Thursday, March 5, 2009

Bob's Big Boy

A few years ago, I could not find out anything about the original Bob's Big Boy. Now, I stumble across information all over the internet. Technology is wonderful, except when it's toxic.

This picture is of the original Bob's Pantry Restaurant, started in Glendale in 1936. Robert C. Wian, the original Bob, had two years of restaurant experience when he sold his car to pay for this 10-seat lunch counter (then abandoned) on Colorado Blvd.

After six months, some tipsy band members stopped by in the evening and wanted Bob to make them something "special." He split a bun in half the hard way and invented the double-decker burger.

The fancy burger got the name "Big Boy" a few weeks later when a pudgy kid came in. Bob almost said, "Hi there, fat boy," but changed it to "Hi there, big boy," and a lightbulb went on over his head.

In 1949, the Bob's Big Boy at 4211 Riverside Drive was built. Wayne McAllister designed it, and Bob Hope was a regular. That place is now the oldest Bob's Big Boy around, and it's made screen appearances in Heat and Austin Powers: The Spy Who Shagged Me. (this picture is from Wikipedia.)

Not that this matters so much to L.A. historians, but according to the FindaGrave website, Wian's fishing boat made it into the movies, too.
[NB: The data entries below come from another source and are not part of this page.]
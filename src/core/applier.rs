//! Write-then-verify cycle for configuration changes

use tracing::{debug, info, warn};

use crate::{
    config::ProtocolSettings,
    core::{
        error::{ProtocolError, ProtocolResult},
        fetcher::ConfigFetcher,
        types::{ApplyOutcome, ConfigDiff, DeviceConfiguration, DeviceSettings, mismatched_fields},
    },
    protocol::Command,
    transport::SerialTransport,
};

/// Result of an apply cycle
#[derive(Debug, Clone, PartialEq)]
pub struct ApplyReport {
    pub outcome: ApplyOutcome,
    /// Fields that differed from the baseline
    pub diff: ConfigDiff,
    /// Configuration read back after the restart, if any
    pub reported: Option<DeviceConfiguration>,
}

/// Writes a configuration, reboots the device and reads it back
pub struct ConfigApplier<'a, T: SerialTransport> {
    transport: &'a T,
    settings: &'a ProtocolSettings,
}

impl<'a, T: SerialTransport> ConfigApplier<'a, T> {
    pub fn new(transport: &'a T, settings: &'a ProtocolSettings) -> Self {
        Self {
            transport,
            settings,
        }
    }

    /// Apply `proposed` on top of `baseline`
    ///
    /// An empty diff returns [`ApplyOutcome::NoChange`] without touching the
    /// transport. Otherwise the whole proposed object is written, never just
    /// the diff. Transport errors while writing are returned as errors; the
    /// device state is unknown afterwards.
    pub async fn apply(
        &self,
        baseline: &DeviceSettings,
        proposed: &DeviceSettings,
    ) -> ProtocolResult<ApplyReport> {
        let diff = ConfigDiff::between(baseline, proposed)?;
        if diff.is_empty() {
            debug!("Proposed configuration equals baseline, nothing to write");
            return Ok(ApplyReport {
                outcome: ApplyOutcome::NoChange,
                diff,
                reported: None,
            });
        }

        info!(
            "Writing configuration ({} changed: {})",
            diff.len(),
            diff.fields().collect::<Vec<_>>().join(", ")
        );
        self.send(Command::WriteConfig(proposed.clone())).await?;
        self.send(Command::Restart).await?;

        debug!(
            "Waiting {:?} for the device to reboot",
            self.settings.settle_delay
        );
        tokio::time::sleep(self.settings.settle_delay).await;

        let reported = match ConfigFetcher::new(self.transport, self.settings.verify)
            .fetch()
            .await
        {
            Ok(reported) => reported,
            Err(ProtocolError::RetryBudgetExhausted { attempts, last }) => {
                warn!(
                    "Device did not report its configuration after reboot ({} attempts, last error: {})",
                    attempts, last
                );
                return Ok(ApplyReport {
                    outcome: ApplyOutcome::VerifyFailed,
                    diff,
                    reported: None,
                });
            }
            Err(e) => return Err(e),
        };

        let fields = mismatched_fields(proposed, &reported)?;
        let outcome = if fields.is_empty() {
            info!(
                "Configuration verified (firmware {})",
                reported.firmware_label()
            );
            ApplyOutcome::Applied
        } else {
            warn!("Device reports different values for: {}", fields.join(", "));
            ApplyOutcome::Mismatch { fields }
        };

        Ok(ApplyReport {
            outcome,
            diff,
            reported: Some(reported),
        })
    }

    async fn send(&self, command: Command) -> ProtocolResult<()> {
        debug!("Sending {}", command);
        let line = command.encode()?;
        self.transport.write(&line).await?;
        Ok(())
    }
}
It was featured in The Wackiest Ship in the Army, starring Jack Lemmon.

By the time Wian sold his chain of 600 restaurants to the Marriott Corporation in 1967 for $7 million dollars, he'd become notable for a few firsts: the first double burger, the first restaurateur to offer health insurance and profit sharing to his employees. In fact, when he incorporated Bob's Big Boy in 1946, he offered his employees stock in the company at $10/share. Some of them became millionaires.

Just for giggles, Wian was also elected Glendale's youngest mayor (age 34) in 1948.

Monday, March 2, 2009

City of Seekers Tour

What unites these sites?

  • Angelus Temple (right), built in 1923 for Aimee Semple McPherson. This is the home of Sister Aimee's Foursquare Gospel Church, it seats 5300 people, and it's a National Historic Landmark.
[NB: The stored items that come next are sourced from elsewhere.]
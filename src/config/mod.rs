//! Configuration module

pub mod cli;
pub mod manifest;
pub mod settings;

pub use cli::{CliArgs, CliCommand, SetArgs};
pub use manifest::FirmwareManifest;
pub use settings::{ProtocolSettings, SerialSettings, Settings};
  • Self-Realization Mother Center on Mt. Washington above Highland Park, founded in 1925 but using a hotel building that went up in 1908.

  • Chapel of the Jesus Ethic in Glendale, part of the Niscience Foundation of Ann Ree Colton.

  • The Mayan Revival library and complex (right) of the Philosophical Research Society --a group founded in 1934 to be "free of ecclesiastical control" in the Los Feliz area.

  • The 1896 Bonnie Brae House (here's a history at LAist) where Pentecostalism in LA was born in 1906. William J. Seymour stayed with the Asberry's, who owned the house, when he was locked out of a church for speaking in tongues. This picture of the house is from that time.

Starting to sense a theme? Like, oh, sites rich in the search for spiritual awareness? Bingo!

On March 14, the LA Conservancy will lead a one-time tour titled "City of Seekers," stopping at all these historic spots. You can get more info or order tickets at their website, or call the Conservancy at (213) 623-2489.

Here's more stuff from the announcement: "There will be a series of related “City of the Seekers” events in March including the art exhibit Within Heaven’s Earshot: Religious Album Covers beginning March 13. The lecture A Visionary State: California’s Spiritual Legacy on March 15 and the multi-media show Mystic Los Angeles on March 17, both feature the work of Erik Davis."